“Olur ya, olmaz deme
karşılarız seninle
bir duvar önünde
ellerimiz ardımıza bağlı
bağlatmamışız gözlerimizi
mermiler deşer bedenimizi
olur ya, olmaz deme
karşılaşırız seninle”
(Bekir Kilerci)
5 Temmuz 2000 yılında, “başarılı operasyon” sonrası, kir pas içindeki yeraltı hücrelerine atılmıştık. Bu başarılı operasyon sırasında Veli Saçılık’ın kolu kepçeyle koparılmıştı. 5 Temmuz gecesi işkence düşmüştü payımıza. 5 Temmuz günü zaman suskun, zaman mağrur, zaman çığlık çığlığa… Yaralarımız kanarken, zaman usulca 6 Temmuz’a evriliyordu..
Burdur hapishanesinin yeraltı hücrelerinden sürgün olarak başka cezaevlerine götüreceklerdi bizi. Ellerimiz arkadan kelepçeliydi. Vedalaşırken birbirimizi alınlarımızdan öptük. Ve bu şiiri fısıldadık usulca; “olur ya, olmaz deme karşılaşırız seninle.” Yaralıydık lakin muzipti gülüşlerimiz, baş eğmez bir direngenlikteydi…
Ölüm hükmünü yitirdiği zaman, dansa da durulur onunla… Böyle zamanlardı yaşadığımız… Fırtınaların koynunda ayakta dimdik duruyordu yaralı bedenlerimiz. Blanqui’ nin sözleri kulağımıza küpe gibiydi: “Ölüm korkusunu aşmak, hayvanlıktan çıkıp insan olmak anlamına gelir. Korkuyu yenmek, delinmez bir zırha sahip olmakla eşdeğerdir.”
Devletin derinliklerinden esen bir koyu karanlık fırtına düşmüştü payımıza… Bu zifiri karanlıkta ölümle dansa durmuştuk adeta… Ölümü sevdiğimizden yahut kutsadığımızdan dolayı değil, başı dik yaşamak için. Yaşamak istiyorduk, hem de delicesine… Güçlü olmak zorundaydık, bu yüzden sımsıkı sarıldık irademize. Bazen sorarlar bana; “nasıl dayandınız bunca işkenceye, acıya?” Güçlü olmaktan başka şansım yoktu derim ben de cevap olarak. Çünkü bazen güçlü olmaktan başka şansınız yoktur.
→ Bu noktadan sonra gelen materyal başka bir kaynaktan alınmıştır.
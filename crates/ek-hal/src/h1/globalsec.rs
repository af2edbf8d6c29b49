// SPDX-License-Identifier: Apache-2.0
// Copyright 2024-2026 Qbitel Inc.

//! H1 GLOBALSEC flash window driver
//!
//! Protected flash is readable only through a GLOBALSEC region whose base,
//! size and control registers have been programmed. Region 7 maps the
//! manufacture-state area of the info block, region 6 the certificate region.

use super::{read_reg, write_reg};
use crate::error::{HalError, HalResult};
use crate::traits::{FlashWindow, FlashWindowInterface};
use ek_common::constants::FLASH_WORD_SIZE;
use ek_common::FlashRegion;

/// Region control: region enabled
pub const REGION_CTRL_EN: u32 = 1 << 0;
/// Region control: reads permitted
pub const REGION_CTRL_RD_EN: u32 = 1 << 1;

/// Base/size/control registers of one GLOBALSEC flash region
#[derive(Debug, Clone, Copy, PartialEq, Eq)]
pub struct GlobalsecRegisters {
    /// FLASH_REGIONn_BASE_ADDR
    pub base_addr: usize,
    /// FLASH_REGIONn_SIZE (programmed as size - 1)
    pub size: usize,
    /// FLASH_REGIONn_CTRL
    pub ctrl: usize,
}

/// Register and data addresses for both windows
#[derive(Debug, Clone, Copy, PartialEq, Eq)]
pub struct H1FlashLayout {
    /// Region 7 registers
    pub manufacture_state_regs: GlobalsecRegisters,
    /// Bus address at which the manufacture-state data is read
    pub manufacture_state_data: usize,
    /// Region 6 registers
    pub cert_region_regs: GlobalsecRegisters,
    /// Bus address at which the certificate region is read
    pub cert_region_data: usize,
}

impl H1FlashLayout {
    const fn regs(&self, window: FlashWindow) -> GlobalsecRegisters {
        match window {
            FlashWindow::ManufactureState => self.manufacture_state_regs,
            FlashWindow::CertRegion => self.cert_region_regs,
        }
    }

    const fn data(&self, window: FlashWindow) -> usize {
        match window {
            FlashWindow::ManufactureState => self.manufacture_state_data,
            FlashWindow::CertRegion => self.cert_region_data,
        }
    }
}

/// H1 protected flash windows
pub struct H1FlashWindows {
    layout: H1FlashLayout,
    open: Option<(FlashWindow, FlashRegion)>,
}

impl H1FlashWindows {
    /// Create a driver over the given layout
    ///
    /// # Safety
    ///
    /// All register addresses must be valid GLOBALSEC registers and both data
    /// addresses must be readable for the full size of any region later passed
    /// to `enable_read`. Nothing else may program these regions while the
    /// driver exists.
    #[must_use]
    pub const unsafe fn new(layout: H1FlashLayout) -> Self {
        Self { layout, open: None }
    }
}

impl FlashWindowInterface for H1FlashWindows {
    fn enable_read(&mut self, window: FlashWindow, region: FlashRegion) -> HalResult<()> {
        if region.size == 0 || region.end().is_none() {
            return Err(HalError::InvalidParameter);
        }
        match self.open {
            Some((open, _)) if open != window => return Err(HalError::FlashWindowBusy),
            _ => {}
        }

        let regs = self.layout.regs(window);
        // SAFETY: register addresses are valid GLOBALSEC registers per the constructor contract.
        unsafe {
            write_reg(regs.base_addr, region.base);
            write_reg(regs.size, region.size - 1);
            write_reg(regs.ctrl, REGION_CTRL_EN | REGION_CTRL_RD_EN);
        }
        self.open = Some((window, region));
        Ok(())
    }

    fn disable_read(&mut self, window: FlashWindow) {
        let regs = self.layout.regs(window);
        // SAFETY: ctrl is a valid GLOBALSEC register per the constructor contract.
        unsafe { write_reg(regs.ctrl, 0) };
        if matches!(self.open, Some((open, _)) if open == window) {
            self.open = None;
        }
    }

    fn is_read_enabled(&self, window: FlashWindow) -> bool {
        matches!(self.open, Some((open, _)) if open == window)
    }

    fn read_word(&self, window: FlashWindow, offset: u32) -> HalResult<u32> {
        let region = match self.open {
            Some((open, region)) if open == window => region,
            _ => return Err(HalError::FlashWindowClosed),
        };
        if offset as usize % FLASH_WORD_SIZE != 0 {
            return Err(HalError::InvalidParameter);
        }
        if !region.contains_range(offset, FLASH_WORD_SIZE as u32) {
            return Err(HalError::FlashOutOfBounds);
        }
        // SAFETY: the window is enabled and offset lies inside the region, which
        // the constructor contract guarantees is readable at the data address.
        Ok(unsafe { read_reg(self.layout.data(window) + offset as usize) })
    }
}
5 Temmuz 2000 Burdur Hapishanesi “Başarılı Bir Operasyon”, 19 Aralık 2000 “Hayata Dönüş Operasyonu”… Cezaevinde, bedeninden başka savunma aracı olmayan siyasi tutukluların üzerine balyoz gibi çöken devlet şiddeti… “Yüce devletumüzün” dizginsiz şiddeti ve bu şiddete karşı gelişen haklı bir direniştir tarihe kayıt olan.
Zor zamanlardı… Yangınların koynundaydık… Zulüm ile çevrilmişti dört yanımız… Lakin, büyük acıların yanı başında büyük mutluluklar da yaşanıyordu… İnsana dair ne varsa… Yangınların koynunda, fırtınaların sert yellerinde birbirimize tutunmuştuk… Öyle bir tutunmuştuk ki birbirimize… Bunu tarif edecek bir cümle bile yok. Öyle bir anlam ki bu, hiçbir kelimeye sığmayacak kadar büyük… Bazen, bazı anlar vardır sadece yaşanır, tarif edilemez. Hani gözlerle konuşmak gibi…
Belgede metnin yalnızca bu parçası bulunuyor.